The book is told primarily from Watney’s perspective via his log entries, written partially for himself and partially for whoever might find them in the future and therefore full of technical science-y things (which seem plausible enough and I so don’t care if they’re not) but also full of swears and emotions. Interspersed with the entries are third-person chapters detailing what is happening back on Earth and on the spaceship with the rest of the crew and sometimes what is happening to Watney when he is not writing log entries.
It was, for me, a very tense reading experience because I read it only on my breaks at work and so had to wait hours between entries, usually with something terrible having just happened to Watney, because, you know, stuck on Mars.
Luckily, Watney is a Space MacGyver, and really a lot of my enjoyment of the novel came from imagining this dude on Mars cutting apart millions of dollars of NASA equipment (including Pathfinder!) and duct-taping it back together, or combining hydrogen and oxygen together to make water with some explosive results, all the while explaining how this could totally work (again, don’t care if it couldn’t!). The rest of my enjoyment came from Watney’s personality, which is just the right combination of snarky and serious to match how I think I would feel, were I a super-smart astronaut suddenly given what is likely the rest of my life to explore Mars. I am totally Team Watney.

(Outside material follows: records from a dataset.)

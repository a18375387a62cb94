//! Column-name reconciliation across sources.
//!
//! Sources disagree on casing and naming (`State` vs `state`, `Plant` vs
//! `Plant Name`, `detailed_district`, free-text `address`). [`normalize`]
//! makes every dataset expose both the canonical lowercase key and its
//! legacy-cased twin. Each rule only fires when its target is missing, which
//! makes the pass idempotent. A derived `state`/`district` also replaces its
//! legacy twin, so both read `Unknown` where the source was empty.

use crate::config::UNKNOWN;
use crate::dataset::{CellRef, Column, Dataset, DISTRICT, LATITUDE, LONGITUDE, STATE};
use anyhow::Result;
use tracing::debug;

/// Pairs of columns kept as mirror images when only one side exists.
const MIRRORS: &[(&str, &str)] = &[
    ("Plant Name", "Plant"),
    ("Latitude", LATITUDE),
    ("Longitude", LONGITUDE),
];

/// Second-to-last comma-separated segment of an address, trimmed.
pub fn district_from_address(address: CellRef<'_>) -> String {
    address
        .as_str()
        .filter(|a| a.contains(','))
        .and_then(|a| a.rsplit(',').nth(1))
        .map(str::trim)
        .filter(|segment| !segment.is_empty())
        .unwrap_or(UNKNOWN)
        .to_string()
}

/// Copy of `source` under `name`, with nulls read as [`UNKNOWN`].
fn derived_with_unknown(source: &Column, name: &str) -> Column {
    let values = source
        .cells()
        .map(|cell| Some(cell.display().unwrap_or_else(|| UNKNOWN.to_string())))
        .collect();
    Column::text(name, values)
}

fn derive_state(dataset: &Dataset) -> Column {
    let rows = dataset.len();
    ["State", "detailed_state"]
        .iter()
        .find_map(|alias| dataset.column(alias))
        .map(|source| derived_with_unknown(source, STATE))
        .unwrap_or_else(|| Column::constant_text(STATE, UNKNOWN, rows))
}

fn derive_district(dataset: &Dataset) -> Column {
    let rows = dataset.len();
    if let Some(source) = ["District", "detailed_district"]
        .iter()
        .find_map(|alias| dataset.column(alias))
    {
        return derived_with_unknown(source, DISTRICT);
    }
    match dataset.column("address") {
        Some(address) => {
            let values = address
                .cells()
                .map(|cell| Some(district_from_address(cell)))
                .collect();
            Column::text(DISTRICT, values)
        }
        None => Column::constant_text(DISTRICT, UNKNOWN, rows),
    }
}

/// Adds canonical and legacy-cased columns. Existing columns are kept,
/// except a legacy `State`/`District` whose canonical twin is derived here.
pub fn normalize(dataset: &Dataset) -> Result<Dataset> {
    let mut out = dataset.clone();

    if !out.has_column(STATE) {
        out = out.with_column(derive_state(&out))?;
        out = mirror(&out, STATE, "State")?;
    } else if !out.has_column("State") {
        out = mirror(&out, STATE, "State")?;
    }

    if !out.has_column(DISTRICT) {
        out = out.with_column(derive_district(&out))?;
        out = mirror(&out, DISTRICT, "District")?;
    } else if !out.has_column("District") {
        out = mirror(&out, DISTRICT, "District")?;
    }

    for (left, right) in MIRRORS {
        if out.has_column(left) && !out.has_column(right) {
            out = mirror(&out, left, right)?;
        } else if out.has_column(right) && !out.has_column(left) {
            out = mirror(&out, right, left)?;
        }
    }

    debug!(
        added = out.shared_columns().len() - dataset.shared_columns().len(),
        "Normalized columns"
    );
    Ok(out)
}

fn mirror(dataset: &Dataset, from: &str, to: &str) -> Result<Dataset> {
    match dataset.column(from) {
        Some(column) => dataset.with_column(column.renamed(to)),
        None => Ok(dataset.clone()),
    }
}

I loved this book so hard, from beginning all the way through to the exciting ending and even into the less-exciting, wrap-everything-up ending, which is brief enough that we can just pretend it never happened, right? Good. That’s what we’re doing, then. I loved this book from beginning to end, and from the beginning all over again just now. If I don’t just read the whole thing a second time, maybe I’ll go check out the other stories at Weir’s fantastically old-school website, which include Sherlock Holmes AND Doctor Who fanfiction? Uh, ‘scuse me guys, I gotta go. Be back… soon?
Recommendation: For fans of space and potentially totally made-up science and snarky dudes.